The company designed BLB-201 to protect against RSV infections. RSV infections affect the airways and cause mild disease in most cases similar to the common cold. In young children or older adults, however, RSV can cause serious lung inflammation or pneumonia. Blue Lake Bio says BLB-201 is designed with a weakened strain of PIV5, engineered to express the protein RSV-F that controls initial stages of infection.

Looking mainly for adverse effects

According to Blue Lake Bio, preclinical findings with multiple animal species show BLB-201 produces immune responses with antibodies and T-cells in the nasal mucous membranes, as well as antibodies in blood serum. The vaccine is given as a single spray in each nostril. The company says nasal spray delivery can make it easier to deliver this and other vaccines to larger populations, particularly for children and others hesitant about syringes.

Blue Lake Bio says the Food and Drug Administration approved the company’s investigational new drug or IND application, officially a request to transport an experimental drug across state lines.
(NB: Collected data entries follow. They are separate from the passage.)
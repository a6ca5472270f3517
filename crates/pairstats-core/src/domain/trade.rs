//! 페어 트레이드 거래 기록.
//!
//! 백엔드에서 받은 거래 기록을 정규화한 형태입니다. 통계 엔진은 이 타입만 읽으며
//! 절대 수정하지 않습니다.

use chrono::{DateTime, Duration, Utc};
use rust_decimal::Decimal;
use serde::{Deserialize, Serialize};
use std::fmt;

use super::calculations::{net_pnl, r_multiple};

/// 청산 사유.
///
/// 화면 표시용이며 수치 계산에는 사용되지 않습니다.
#[derive(Debug, Clone, Copy, Default, PartialEq, Eq, Hash, PartialOrd, Ord, Serialize, Deserialize)]
#[serde(rename_all = "snake_case")]
pub enum CloseReason {
    /// 익절
    TakeProfit,
    /// 손절
    StopLoss,
    /// 트레일링 스탑
    TrailingStop,
    /// 수동 청산
    Manual,
    /// 알 수 없음
    #[default]
    Unknown,
}

impl CloseReason {
    /// 모든 청산 사유 (표시 순서).
    pub const ALL: [CloseReason; 5] = [
        CloseReason::TakeProfit,
        CloseReason::StopLoss,
        CloseReason::TrailingStop,
        CloseReason::Manual,
        CloseReason::Unknown,
    ];

    /// 자유 형식 문자열을 청산 사유로 해석합니다.
    ///
    /// 대소문자, 공백, 하이픈 차이는 무시하며 알 수 없는 값은 `Unknown`입니다.
    pub fn parse_lenient(s: &str) -> Self {
        let key: String = s
            .trim()
            .to_lowercase()
            .chars()
            .map(|c| if c == '-' || c == ' ' { '_' } else { c })
            .collect();

        match key.as_str() {
            "take_profit" | "tp" | "takeprofit" => CloseReason::TakeProfit,
            "stop_loss" | "sl" | "stoploss" => CloseReason::StopLoss,
            "trailing_stop" | "trailing" | "trailingstop" => CloseReason::TrailingStop,
            "manual" | "manual_close" => CloseReason::Manual,
            _ => CloseReason::Unknown,
        }
    }

    /// 표시 이름.
    pub fn as_str(&self) -> &'static str {
        match self {
            CloseReason::TakeProfit => "take_profit",
            CloseReason::StopLoss => "stop_loss",
            CloseReason::TrailingStop => "trailing_stop",
            CloseReason::Manual => "manual",
            CloseReason::Unknown => "unknown",
        }
    }
}

impl fmt::Display for CloseReason {
    fn fmt(&self, f: &mut fmt::Formatter<'_>) -> fmt::Result {
        f.write_str(self.as_str())
    }
}

/// 정규화된 거래 기록.
#[derive(Debug, Clone, PartialEq, Serialize, Deserialize)]
pub struct TradeRecord {
    /// 고유 식별자
    pub id: String,

    /// 진입 시각 (없으면 잘못된 기록으로 간주)
    pub opened_at: Option<DateTime<Utc>>,

    /// 청산 시각 (없으면 미청산 거래)
    pub closed_at: Option<DateTime<Utc>>,

    /// 총손익 (수수료 차감 전, 부호 있음)
    pub gross_pnl: Decimal,

    /// 총 수수료 (진입 + 청산)
    pub fee: Decimal,

    /// 미리 계산된 순손익 (없으면 `gross_pnl - fee`)
    #[serde(default)]
    pub net_pnl: Option<Decimal>,

    /// 1R 금액 (계획된 최대 손실). 0 또는 없음 = R 정규화 안 함
    #[serde(default)]
    pub max_loss: Option<Decimal>,

    /// 청산 사유
    #[serde(default)]
    pub close_reason: CloseReason,

    /// 최대 불리 변동 (MAE, 진입 비율 대비 %)
    #[serde(default)]
    pub mae: Option<Decimal>,

    /// 최대 유리 변동 (MFE, 진입 비율 대비 %)
    #[serde(default)]
    pub mfe: Option<Decimal>,
}

impl TradeRecord {
    /// 청산된 거래 기록을 생성합니다.
    pub fn closed(
        id: impl Into<String>,
        opened_at: DateTime<Utc>,
        closed_at: DateTime<Utc>,
        gross_pnl: Decimal,
        fee: Decimal,
    ) -> Self {
        Self {
            id: id.into(),
            opened_at: Some(opened_at),
            closed_at: Some(closed_at),
            gross_pnl,
            fee,
            net_pnl: None,
            max_loss: None,
            close_reason: CloseReason::Unknown,
            mae: None,
            mfe: None,
        }
    }

    /// 미청산 거래 기록을 생성합니다.
    pub fn open(id: impl Into<String>, opened_at: DateTime<Utc>, gross_pnl: Decimal) -> Self {
        Self {
            closed_at: None,
            ..Self::closed(id, opened_at, opened_at, gross_pnl, Decimal::ZERO)
        }
    }

    /// 1R 금액을 설정합니다.
    pub fn with_max_loss(mut self, max_loss: Decimal) -> Self {
        self.max_loss = Some(max_loss);
        self
    }

    /// 미리 계산된 순손익을 설정합니다.
    pub fn with_net_pnl(mut self, net_pnl: Decimal) -> Self {
        self.net_pnl = Some(net_pnl);
        self
    }

    /// 최대 불리/유리 변동을 설정합니다.
    pub fn with_excursions(mut self, mae: Decimal, mfe: Decimal) -> Self {
        self.mae = Some(mae);
        self.mfe = Some(mfe);
        self
    }

    /// 청산 사유를 설정합니다.
    pub fn with_close_reason(mut self, reason: CloseReason) -> Self {
        self.close_reason = reason;
        self
    }

    /// 청산된 거래인지 확인합니다.
    pub fn is_closed(&self) -> bool {
        self.closed_at.is_some()
    }

    /// 통계에 사용할 수 있는 기록인지 확인합니다.
    ///
    /// 진입 시각이 없는 기록은 잘못된 기록입니다.
    pub fn is_valid(&self) -> bool {
        self.opened_at.is_some()
    }

    /// 순손익 (`net_pnl`이 없으면 `gross_pnl - fee`).
    pub fn effective_net_pnl(&self) -> Decimal {
        self.net_pnl
            .unwrap_or_else(|| net_pnl(self.gross_pnl, self.fee))
    }

    /// 수수료 포함 여부에 따른 손익.
    pub fn pnl(&self, include_fees: bool) -> Decimal {
        if include_fees {
            self.effective_net_pnl()
        } else {
            self.gross_pnl
        }
    }

    /// 1R 금액 (없으면 0).
    pub fn risk_unit(&self) -> Decimal {
        self.max_loss.unwrap_or(Decimal::ZERO)
    }

    /// 수수료 포함 여부에 따른 R 배수.
    pub fn r_multiple(&self, include_fees: bool) -> Decimal {
        r_multiple(self.pnl(include_fees), self.risk_unit())
    }

    /// 정렬 기준 시각.
    ///
    /// 청산 시각을 사용하고, 없으면 진입 시각으로 대체합니다.
    pub fn effective_close_time(&self) -> Option<DateTime<Utc>> {
        self.closed_at.or(self.opened_at)
    }

    /// 보유 기간.
    pub fn holding_duration(&self) -> Option<Duration> {
        match (self.opened_at, self.closed_at) {
            (Some(open), Some(close)) => Some(close.signed_duration_since(open)),
            _ => None,
        }
    }
}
An approved IND request is, in effect, clearance to begin a clinical trial. In a CyanVac statement released through Cision, Dr. He calls FDA’s action, “an important milestone toward developing RSV vaccines for young children and older adults, both of which face significant morbidity and mortality risk from RSV infection.”

The early-stage clinical trial plans to enroll 30 healthy individuals, divided between younger adult participants age 18 to 59, and older adults age 60 to 75. All participants will receive a single nasal spray dose of BLB-201 — there’s no control or comparison group — and are then tracked for 28 days looking primarily for adverse effects from the vaccine. During that time, participants will also give blood samples, where their serum will be tested for concentrations of immunoglobulin G antibodies for the RSV-F protein. In addition, participants will be tracked for six months after receiving the vaccine, looking for any serious adverse effects related to the vaccine or other notable health changes.

The study team is led by Paul Spearman, director of infectious diseases at Cincinnati Children’s medical center. “RSV is a common respiratory virus,” notes Spearman, “responsible for the hospitalization of more than three million children every year, and also affects older adults worldwide. A vaccine that can be delivered by nasal spray would be a valuable tool for reducing this burden.”